It is widely known that Lennon was brought up by his Aunt Mimi. It is generally believed he was abandoned by his mother and that her absence throughout his childhood and her early death traumatised him and inspired the Beatles ballad Julia and the later solo recording, Mother.

But in Rae's film, entitled Nowhere Boy - after one of the Beatles' most famous songs, Nowhere Man - Lennon discovers on his 15th birthday that his mother is living round the corner. He visits her in secret and she teaches him how to play the ukulele and then guitar.

They practise with songs from the repertoire of George Formby, the Wigan-born singer, musician and comedian, who enjoyed a successful career in music hall and films in the 1930s and 1940s.

Formby popularised the song When I'm Cleaning Windows, but his simple-minded songs, squeaky singing voice and juvenile sense of humour have few followers today. Glasgow skiffle star Lonnie Donegan was another favourite with the teenage Lennon and his mum.

"A 15-year-old John Lennon sitting down in the front room with his mother teaching him to play the ukulele and singing George Formby - that was the forerunner of John Lennon the Beatle," said Rae. "And that's quite an interesting story to tell."

Rae insists the film will be the true account of Lennon's formative years. "We have got sources who will confirm everything," said the Edinburgh-born producer.

"We researched the John Lennon story and there was this extraordinary revelation of rediscovering his mother and her nurturing his talents as his first kind of musical mentor."

One key source for Nowhere Boy was Julia Baird, Lennon's half-sister, who wrote a book called Imagine This. She claimed Aunt Mimi more or less took Lennon way from his mother, because the family disapproved of her lifestyle, "living in sin" with another man in the absence of Lennon's seaman father.

"There are lots of people who were at school with him that we're talking to as well, who remember those days very clearly," said Rae.

He said Lennon had not seen his mother since he was five when a schoolfriend told him she was living round the corner. "He starts a kind of relationship with his mother that he keeps quiet from the aunt.
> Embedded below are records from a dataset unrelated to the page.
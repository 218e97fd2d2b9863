use super::Line;
use super::Shape;
use crate::renderer::batch::PrimitiveBatch;
use crate::renderer::sprite::Sprite;
use crate::renderer::SpriteBatch;
use glam::IVec2;
use glam::Vec2;
use glam::Vec4;

#[derive(Copy, Clone, Debug, PartialEq)]
pub struct Triangle {
    pub position: Vec2,
    pub point2: Vec2,
    pub point3: Vec2,
    pub color: Vec4,
    pub filled: bool,
}

impl Triangle {
    pub fn new(point1: Vec2, point2: Vec2, point3: Vec2, color: Vec4) -> Self {
        Self { position: point1, point2, point3, color, filled: true }
    }

    pub fn new_outline(point1: Vec2, point2: Vec2, point3: Vec2, color: Vec4) -> Self {
        Self { position: point1, point2, point3, color, filled: false }
    }

    pub fn point1(&self) -> Vec2 {
        self.position
    }

    pub fn barycentric(&self, p: Vec2) -> Option<(f32, f32)> {
        let v0 = self.point2 - self.position;
        let v1 = self.point3 - self.position;
        let v2 = p - self.position;

        let d00 = v0.dot(v0);
        let d01 = v0.dot(v1);
        let d11 = v1.dot(v1);
        let d20 = v2.dot(v0);
        let d21 = v2.dot(v1);

        let denom = d00 * d11 - d01 * d01;
        if denom == 0.0 {
            return None;
        }

        Some(((d11 * d20 - d01 * d21) / denom, (d00 * d21 - d01 * d20) / denom))
    }

    pub fn contains(&self, p: Vec2) -> bool {
        match self.barycentric(p) {
            Some((a, b)) => a >= 0.0 && b >= 0.0 && a + b <= 1.0,
            None => false,
        }
    }

    pub fn fill_points(&self) -> Vec<IVec2> {
        let min = self.position.min(self.point2).min(self.point3);
        let max = self.position.max(self.point2).max(self.point3);
        let mut points = Vec::new();

        for y in (min.y as i32)..=(max.y as i32) {
            for x in (min.x as i32)..=(max.x as i32) {
                let p = IVec2::new(x, y);
                if self.contains(p.as_vec2()) {
                    points.push(p);
                }
            }
        }

        points
    }
}

impl Shape for Triangle {
    fn draw(&self, batch: &mut dyn SpriteBatch, primitives: &PrimitiveBatch) {
        if self.filled {
            for point in self.fill_points() {
                batch.draw(&Sprite::new_at(primitives.white_pixel(), point.as_vec2(), self.color));
            }
        } else {
            Line::draw_segment(batch, primitives, self.position, self.point2, self.color, 1.0);
            Line::draw_segment(batch, primitives, self.point2, self.point3, self.color, 1.0);
            Line::draw_segment(batch, primitives, self.point3, self.position, self.color, 1.0);
        }
    }
}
"Because Lennon met her again and rediscovered her, it allowed that communication between them in a way that we wouldn't have had with the normal angst-ridden teenager, who would be rejecting his mother around 15.

"It's that extraordinary circumstance that allows her to pass on her enthusiasm for entertainment and musicianship."

The relationship, however, lasted only a couple of years. Julia Lennon was killed crossing the road when Lennon was 17.

Pete Nash, of the British Beatles Fan Club, said the relationship between Lennon and his mother has been the subject of discussion and conjecture and there was certainly potential for controversy.

"There was a very strange relationship between John and his mother, which is alluded to in Lennon's diaries," he said.

The film is causing great excitement in the industry, with Kate Winslet and Emily Watson touted as Julia and Mimi. The role of Lennon himself is likely to go to an unknown.

It will be directed by video artist Sam Taylor-Wood and is scripted by Matt Greenhalgh, who wrote Control, the biopic about ill-fated Joy Division singer Ian Curtis.

Lennon had family in Scotland and as a boy went on holiday to Edinburgh and to the village of Durness in Sutherland, though the film will shoot entirely in Liverpool.

Asked if Lennon would have become a star and the Beatles the greatest pop phenomenon of the 1960s without the contribution of Julia Lennon, Douglas Rae responded: "Who can say."

In contrast to Julia, Mimi tried her best to discourage Lennon's interest in music. "The guitar's all very well, John," she told him, "but you'll never make a living out of it."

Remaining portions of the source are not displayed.